To that end, Wall is already scouting his future competition to pick up a few pointers. Wall was at Staples Center for Game 1 of the Western Conference finals Monday night to watch the Lakers and Suns and said he spent the evening studying Kobe Bryant's footwork.
"I have to work on mine," Wall said.
Wall has no problem with putting in the work, on the court or off as he compiled a 3.5 grade point average in his second semester at Kentucky. Wall's GPA dwarfed the overall fall semester GPA of the Wildcats which was reported by The Lexington Herald-Leader as being at a seven-year low of 2.025.
"People thought I was just going to look over college basketball and not take it seriously, not do my school work and just look to the draft," Wall said. "But that wasn't my goal or my mindset. I went to Kentucky to be a better player. Coach [John Calipari] and [assistant] coach [Rod] Strickland helped me get better. The college experience jump-started me to the NBA.
"I finished the semester with a 3.5 and people thought I wouldn't finish school or blow past it since I knew I was going to the NBA," Wall said. "It made me feel good because people say I'm not smart enough or I don't take my school work seriously. But I took it seriously both semesters and finished with a great grade point average."
Now Wall is focusing on his life away from the classroom.
Earlier Tuesday, Wall worked out with noted pre-draft trainer Joe Abunassar as part of his Impact Basketball training group.
Next Wall plans to head to Chicago this week for the NBA's pre-draft combine. As a lottery selection, Wall won't go through the basketball drills but will go through the strength and agility testing as well as medical testing.
Brian Clifton said Wall will get a brief stop in his native Raleigh for a few days before using Tampa as his home base for much of June prior to the draft with a likely stop in Washington at some point prior to June 24. Clifton wanted Wall to be in a much more isolated area and out of the spotlight in his prep work for the draft.
But hiding from the fame has been hard in the sport for Wall recently. He was pegged as the next golden child in a sport that loves to cradle its next super stars from early on in high school through however many years he's in college.
Wall said he's convinced had the NBA not had the rule that a player must sit out a year (in addition to being 19) that he wouldn't have been ready for the league out of high school.
"I wouldn't have been one of those players that could have been something," Wall said. "I needed the maturity to go to college.
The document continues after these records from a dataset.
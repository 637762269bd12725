/**
 * Area Handlers
 *
 * - POST /{id}/areas - multipart `areaName` + `image`
 * - DELETE /{id}/areas/{areaId}
 * - POST /{id}/areas/{areaId}/info - JSON `description`, `x`, `y`
 * - POST /{id}/areas/{areaId}/hotspots - multipart `title`, `x`, `y`, `image`
 * - DELETE /{id}/delete-area-hotspot - JSON `areaId` and/or `hotspotId`
 *
 * `{areaId}` may be an area's `areaId`, its `_id` or its `id` alias.
 */

use axum::extract::{Multipart, Path, State};
use axum::response::Json;

use crate::backend::error::BackendError;
use crate::backend::middleware::auth::AuthUser;
use crate::backend::projects::handlers::types::{AreaHotspotDeleteRequest, InfoRequest};
use crate::backend::projects::handlers::{load_project, save_project, store_image};
use crate::backend::server::state::AppState;
use crate::backend::store::ProjectScope;
use crate::backend::upload::FormData;
use crate::shared::numeric::coerce_or;
use crate::shared::ApiResponse;
use crate::staging::{Area, HotspotInput, HotspotPlacement, ImageFields, InfoInput, InfoUpsert, PairDeletion};

pub async fn add_area(
    State(app_state): State<AppState>,
    AuthUser(auth): AuthUser,
    Path(id): Path<String>,
    multipart: Multipart,
) -> Result<ApiResponse<Area>, BackendError> {
    let mut form = FormData::read(multipart).await?;
    let area_name = form
        .string("areaName")
        .ok_or_else(|| BackendError::bad_request("Area name is required"))?;
    let file = form
        .take_file("image")
        .ok_or_else(|| BackendError::bad_request("Image is required for area"))?;

    let mut project = load_project(&app_state, &id, ProjectScope::Owner(auth.user_id)).await?;
    let stored = store_image(&app_state, file).await?;
    let area = project.add_area(&area_name, ImageFields::from_stored(&stored))?;
    save_project(&app_state, &mut project).await?;

    tracing::info!(project_id = %project.id, area_id = %area.area_id, areas = project.areas.len(), "Area added");
    Ok(ApiResponse::success("Area added successfully", area))
}

pub async fn delete_area(
    State(app_state): State<AppState>,
    AuthUser(auth): AuthUser,
    Path((id, area_id)): Path<(String, String)>,
) -> Result<ApiResponse<Area>, BackendError> {
    let mut project = load_project(&app_state, &id, ProjectScope::Owner(auth.user_id)).await?;
    let area = project.delete_area(&area_id)?;
    save_project(&app_state, &mut project).await?;

    tracing::info!(project_id = %project.id, area_id = %area.area_id, "Area deleted");
    Ok(ApiResponse::success("Area deleted successfully", area))
}

pub async fn add_info(
    State(app_state): State<AppState>,
    AuthUser(auth): AuthUser,
    Path((id, area_id)): Path<(String, String)>,
    Json(request): Json<InfoRequest>,
) -> Result<ApiResponse<InfoUpsert>, BackendError> {
    let description = request
        .description
        .as_deref()
        .map(str::trim)
        .filter(|d| !d.is_empty())
        .ok_or_else(|| BackendError::bad_request("Description is required"))?;
    let input = InfoInput {
        description: description.to_string(),
        x: coerce_or(request.x.as_ref(), "x", 0.0)?,
        y: coerce_or(request.y.as_ref(), "y", 0.0)?,
    };

    let mut project = load_project(&app_state, &id, ProjectScope::Owner(auth.user_id)).await?;
    let upsert = project.upsert_info(&area_id, input)?;
    save_project(&app_state, &mut project).await?;

    let message = if upsert.created {
        "Info added successfully"
    } else {
        "Info updated successfully"
    };
    Ok(ApiResponse::success(message, upsert))
}

pub async fn add_hotspot(
    State(app_state): State<AppState>,
    AuthUser(auth): AuthUser,
    Path((id, area_id)): Path<(String, String)>,
    multipart: Multipart,
) -> Result<ApiResponse<HotspotPlacement>, BackendError> {
    let mut form = FormData::read(multipart).await?;
    let (Some(title), Some(x), Some(y)) = (form.string("title"), form.number("x")?, form.number("y")?) else {
        return Err(BackendError::bad_request("x, y and title are required"));
    };
    let file = form
        .take_file("image")
        .ok_or_else(|| BackendError::bad_request("Image is required for hotspot"))?;

    let mut project = load_project(&app_state, &id, ProjectScope::Owner(auth.user_id)).await?;
    if project.resolve_area(&area_id).is_none() {
        return Err(BackendError::not_found("Parent area not found"));
    }
    let stored = store_image(&app_state, file).await?;
    let placement = project.add_hotspot(&area_id, HotspotInput { title, x, y }, ImageFields::from_stored(&stored))?;
    save_project(&app_state, &mut project).await?;

    tracing::info!(
        project_id = %project.id,
        hotspot_id = %placement.hotspot.hotspot_id,
        child_area_id = %placement.area.area_id,
        hotspot_created = placement.hotspot_created,
        area_created = placement.area_created,
        "Hotspot stored"
    );
    let message = if placement.hotspot_created {
        "Hotspot added successfully"
    } else {
        "Hotspot updated successfully"
    };
    Ok(ApiResponse::success(message, placement))
}

pub async fn delete_area_hotspot(
    State(app_state): State<AppState>,
    AuthUser(auth): AuthUser,
    Path(id): Path<String>,
    Json(request): Json<AreaHotspotDeleteRequest>,
) -> Result<ApiResponse<PairDeletion>, BackendError> {
    if request.area_id.is_none() && request.hotspot_id.is_none() {
        return Err(BackendError::bad_request("Either areaId or hotspotId is required"));
    }

    let mut project = load_project(&app_state, &id, ProjectScope::Owner(auth.user_id)).await?;
    let deleted = project.delete_area_and_hotspot(request.area_id.as_deref(), request.hotspot_id.as_deref())?;
    save_project(&app_state, &mut project).await?;

    tracing::info!(
        project_id = %project.id,
        areas = deleted.deleted_areas.len(),
        hotspots = deleted.deleted_hotspots.len(),
        "Area and hotspot deleted"
    );
    Ok(ApiResponse::success("Area and hotspot deleted successfully", deleted))
}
The one year of experience, listening to the coaches and playing in the Elite Eight helped."
After the euphoria of the lottery selections died down, Wall and his friends sat around Fegan's couch, with the sun setting over Beverly Hills and watched Game 2 of the Eastern Conference finals between the Magic and Celtics.
Wall, who will turn 20 on Sept. 6, said his mother Francis Pulley, who was at home in North Carolina, was simply "happy" about the lottery order.
As he looked out over Los Angeles on Tuesday night, Wall collected his thoughts about how far he has come in a few short years of stardom.
"I sit back sometimes and think about it," Wall said. "I think about my life, how my dad passed, how my mom had to have three to four jobs to take care of me and my sister, this means a lot right now."
Andy Katz is a senior writer at ESPN.com.